There's Bruckner in a nutshell. Or maybe something larger than a nutshell.


----------



## tdc (Jan 17, 2011)

Manxfeeder said:


> Rhythm is stratified; i.e., he will have two to up to six rhythms sounding over each other in different voices. *The rhythms are linear, not vertical. *


Interesting post Manxfeeder, but here is a point I don't quite get...I would've assumed the rhythm aspect of music is always linear/horizontal. Can you give me an example of 'vertical rhythm'?

On another note - one trademark aspect of Mahler's music are 'great melodic arcs of the outer movements', this apparently was something that influenced Benjamin Britten.


----------



## Manxfeeder (Oct 19, 2010)

tdc said:


> Interesting post Manxfeeder, but here is a point I don't quite get...I would've assumed the rhythm aspect of music is always linear/horizontal. Can you give me an example of 'vertical rhythm'?


The Cambridge Companion can give you specific examples. Two I can think of happen in the first movement of the 7th symphony. at 4:00 there is a nice triple counterpoint. At 5:07, if you look at the score, there are 6 layers of rhythm going at the same time, if you count the whole note pedal tone as a static layer of rhythm.


----------



## tdc (Jan 17, 2011)

Manxfeeder said:


> The Cambridge Companion can give you specific examples. Two I can think of happen in the first movement of the 7th symphony. at 4:00 there is a nice triple counterpoint. At 5:07, if you look at the score, there are 6 layers of rhythm going at the same time, if you count the whole note pedal tone as a static layer of rhythm.


Wait, didn't you say Bruckner's rhythm's were linear and _not_ vertical?

So, before I listen are you giving me this example as linear Bruckner rhythm, or vertical?

Because reading over your original point Im thinking you meant that it _was_ vertical rhythm, as opposed to linear, if that was the case I am beginning to see what you mean.

edit: my definition of vertical would imply different rhythms stacked on top of each other, as opposed to one rhythm in a straight line.


----------



## Guest (Feb 24, 2011)

Rob said:


> I think it would improve my listening experience at this early stage, knowing _what_ to listen for.

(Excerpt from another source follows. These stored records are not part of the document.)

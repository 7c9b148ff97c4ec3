use std::fmt;
use std::sync::atomic::{AtomicU64, Ordering};
use std::sync::Arc;
use std::time::{Duration, Instant};

use parking_lot::RwLock;

use crate::queue::BlockingQueue;

/// Poll granularity for deadline-bounded operations: each blocking attempt
/// is bounded by this before the deadline and closed state are rechecked.
pub const DEFAULT_CHECK_INTERVAL: Duration = Duration::from_millis(100);

/// Horizon applied per operation when no explicit deadline is configured,
/// so an unconfigured channel never blocks unboundedly.
pub const DEFAULT_TIMEOUT: Duration = Duration::from_secs(60);

static NEXT_CHANNEL_ID: AtomicU64 = AtomicU64::new(1);

fn next_channel_name() -> String {
    format!("chan-{}", NEXT_CHANNEL_ID.fetch_add(1, Ordering::Relaxed))
}

struct Config {
    send_deadline: Option<Instant>,
    receive_deadline: Option<Instant>,
    check_interval: Duration,
}

struct ChannelInner<T> {
    name: String,
    /// Queue sends enter. Same queue as `egress` except for piped channels.
    ingress: BlockingQueue<T>,
    /// Queue receives leave.
    egress: BlockingQueue<T>,
    config: RwLock<Config>,
}

/// A named channel handle: a blocking queue pair plus per-channel deadline
/// and poll configuration consumed by the operator layer.
///
/// Handles are cheap clones sharing one backing state, so a channel can be
/// handed to any number of producer and consumer threads. The config lock
/// is never taken while a queue lock is held.
pub struct Channel<T> {
    inner: Arc<ChannelInner<T>>,
}

impl<T> Clone for Channel<T> {
    fn clone(&self) -> Self {
        Channel { inner: Arc::clone(&self.inner) }
    }
}

impl<T: Send + 'static> Channel<T> {
    /// A channel named `chan-<n>` from a process-wide counter. Capacity 0
    /// builds a rendezvous channel.
    pub fn new(capacity: usize) -> Self {
        Self::with_name(capacity, next_channel_name())
    }

    pub fn with_name(capacity: usize, name: impl Into<String>) -> Self {
        let queue = BlockingQueue::new(capacity);
        Self::from_queues(name.into(), queue.clone(), queue)
    }

    /// Builds a channel over an explicit queue pair; `pipe` composes two
    /// existing channels this way.
    pub(crate) fn from_queues(
        name: String,
        ingress: BlockingQueue<T>,
        egress: BlockingQueue<T>,
    ) -> Self {
        Channel {
            inner: Arc::new(ChannelInner {
                name,
                ingress,
                egress,
                config: RwLock::new(Config {
                    send_deadline: None,
                    receive_deadline: None,
                    check_interval: DEFAULT_CHECK_INTERVAL,
                }),
            }),
        }
    }

    pub fn name(&self) -> &str {
        &self.inner.name
    }

    /// Capacity of the send side. The endpoints of a piped channel can
    /// differ; senders care about the ingress queue.
    pub fn capacity(&self) -> usize {
        self.inner.ingress.capacity()
    }

    /// Items currently receivable on the receive side.
    pub fn len(&self) -> usize {
        self.inner.egress.len()
    }

    pub fn is_empty(&self) -> bool {
        self.len() == 0
    }

    /// True once either endpoint is closed. A piped channel reports closed
    /// as soon as either side shuts, even while forwarded items are still
    /// draining toward receivers.
    pub fn is_closed(&self) -> bool {
        self.inner.ingress.is_closed() || self.inner.egress.is_closed()
    }

    /// Closes both endpoints. Idempotent.
    pub fn close(&self) {
        log::trace!("closing channel {}", self.inner.name);
        self.inner.ingress.close();
        self.inner.egress.close();
    }

    /// Absolute deadline for sends; `None` gives each send
    /// `now + DEFAULT_TIMEOUT`.
    pub fn set_send_deadline(&self, deadline: Option<Instant>) {
        self.inner.config.write().send_deadline = deadline;
    }

    /// Absolute deadline for receives; `None` gives each receive
    /// `now + DEFAULT_TIMEOUT`.
    pub fn set_receive_deadline(&self, deadline: Option<Instant>) {
        self.inner.config.write().receive_deadline = deadline;
    }

    /// Poll granularity for deadline-bounded operations. A zero interval
    /// degenerates to a busy poll; keep it positive.
    pub fn set_check_interval(&self, interval: Duration) {
        self.inner.config.write().check_interval = interval;
    }

    pub(crate) fn send_deadline(&self) -> Instant {
        let configured = self.inner.config.read().send_deadline;
        configured.unwrap_or_else(|| Instant::now() + DEFAULT_TIMEOUT)
    }

    pub(crate) fn receive_deadline(&self) -> Instant {
        let configured = self.inner.config.read().receive_deadline;
        configured.unwrap_or_else(|| Instant::now() + DEFAULT_TIMEOUT)
    }

    pub(crate) fn check_interval(&self) -> Duration {
        self.inner.config.read().check_interval
    }

    pub(crate) fn ingress(&self) -> &BlockingQueue<T> {
        &self.inner.ingress
    }

    pub(crate) fn egress(&self) -> &BlockingQueue<T> {
        &self.inner.egress
    }
}

impl<T: Send + 'static> fmt::Display for Channel<T> {
    fn fmt(&self, f: &mut fmt::Formatter<'_>) -> fmt::Result {
        write!(
            f,
            "Channel {{ name: {}, capacity: {}, len: {}, closed: {} }}",
            self.name(),
            self.capacity(),
            self.len(),
            self.is_closed()
        )
    }
}

impl<T: Send + 'static> fmt::Debug for Channel<T> {
    fn fmt(&self, f: &mut fmt::Formatter<'_>) -> fmt::Result {
        f.debug_struct("Channel")
            .field("name", &self.inner.name)
            .field("capacity", &self.capacity())
            .field("len", &self.len())
            .field("closed", &self.is_closed())
            .finish()
    }
}

#[cfg(test)]
mod tests {
    use super::*;

    #[test]
    fn auto_names_are_unique() {
        let a = Channel::<u8>::new(1);
        let b = Channel::<u8>::new(1);
        assert_ne!(a.name(), b.name());
        assert!(a.name().starts_with("chan-"));
    }

    #[test]
    fn named_channel_keeps_its_name() {
        let ch = Channel::<u8>::with_name(2, "orders");
        assert_eq!(ch.name(), "orders");
        assert_eq!(ch.capacity(), 2);
    }

    #[test]
    fn clone_shares_state() {
        let ch = Channel::new(1);
        let other = ch.clone();
        other.ingress().push(5, None).unwrap();
        assert_eq!(ch.egress().pop(None), Some(5));
        other.close();
        assert!(ch.is_closed());
    }

    #[test]
    fn display_mentions_name_and_capacity() {
        let ch = Channel::<u8>::with_name(3, "freighter");
        let s = ch.to_string();
        assert!(s.contains("freighter"));
        assert!(s.contains("capacity: 3"));
    }
}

I would disagree. Not that I know you and what you need! But I don't think that "knowing what to listen for" is necessarily a good idea. Better to deal with whatever you're listening to at the time. Let it speak. If you listen to a lot of any one composer, you'll get a fair idea of what to expect of that composer, and get a pleasant surprise every time he or she does something unexpected. But you get that from listening, from your own listening, not from other people's experiences. Better, I think, to be more experienced yourself before you deal with anyone else's experiences.



Rob said:


> Like I've said before, there's an incredible amount of music to digest. A few pointers would do wonders for me.

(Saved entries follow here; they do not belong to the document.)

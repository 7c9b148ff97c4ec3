use std::time::{Duration, Instant};

use freight::{
    close, make, recv, send, Channel, ChannelError, DEFAULT_CHECK_INTERVAL, DEFAULT_TIMEOUT,
};

#[test]
fn defaults_are_the_documented_constants() {
    assert_eq!(DEFAULT_CHECK_INTERVAL, Duration::from_millis(100));
    assert_eq!(DEFAULT_TIMEOUT, Duration::from_secs(60));
}

#[test]
fn channels_are_auto_named_in_sequence() {
    let a = make::<u8>(1);
    let b = make::<u8>(1);
    assert!(a.name().starts_with("chan-"));
    assert_ne!(a.name(), b.name());
}

#[test]
fn with_name_and_display() {
    let ch = Channel::<u8>::with_name(4, "conveyor");
    assert_eq!(ch.name(), "conveyor");
    let rendered = format!("{}", ch);
    assert!(rendered.contains("name: conveyor"));
    assert!(rendered.contains("capacity: 4"));
    assert!(rendered.contains("closed: false"));
    close(&ch);
    assert!(format!("{:?}", ch).contains("closed: true"));
}

#[test]
fn snapshots_follow_traffic() {
    let ch = make(2);
    assert_eq!(ch.len(), 0);
    assert!(ch.is_empty());
    send(&ch, 1).unwrap();
    assert_eq!(ch.len(), 1);
    assert!(!ch.is_closed());
    close(&ch);
    assert!(ch.is_closed());
    assert_eq!(ch.len(), 1, "closing does not discard buffered items");
    assert_eq!(recv(&ch), Ok(1));
}

#[test]
fn available_room_beats_expired_send_deadline() {
    let ch = make(1);
    ch.set_send_deadline(Some(Instant::now() - Duration::from_millis(1)));
    assert_eq!(send(&ch, 1), Ok(()));
    // Full now, and the deadline is long gone.
    assert_eq!(send(&ch, 2), Err(ChannelError::Timeout));
    ch.set_send_deadline(None);
    // The default horizon applies again; room appears once we receive.
    assert_eq!(recv(&ch), Ok(1));
    assert_eq!(send(&ch, 3), Ok(()));
}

Pretty sure this is an illusion. Sure, there's an incredible amount of music to digest, but there's no geas on you to digest it all, is there? Surely not. In any event, I started listening to "classical music" around 1961. By 1972, I was comfortable with all the pre-twentieth century musics, and just starting on the twentieth century stuff. By 1982, I was pretty well caught up. I certainly hadn't digested everything by any means. But I was comfortable with what was going on in my own time as well as what had gone on in previous times. So just barely over 20 years to become familiar with the musics of several hundreds of years.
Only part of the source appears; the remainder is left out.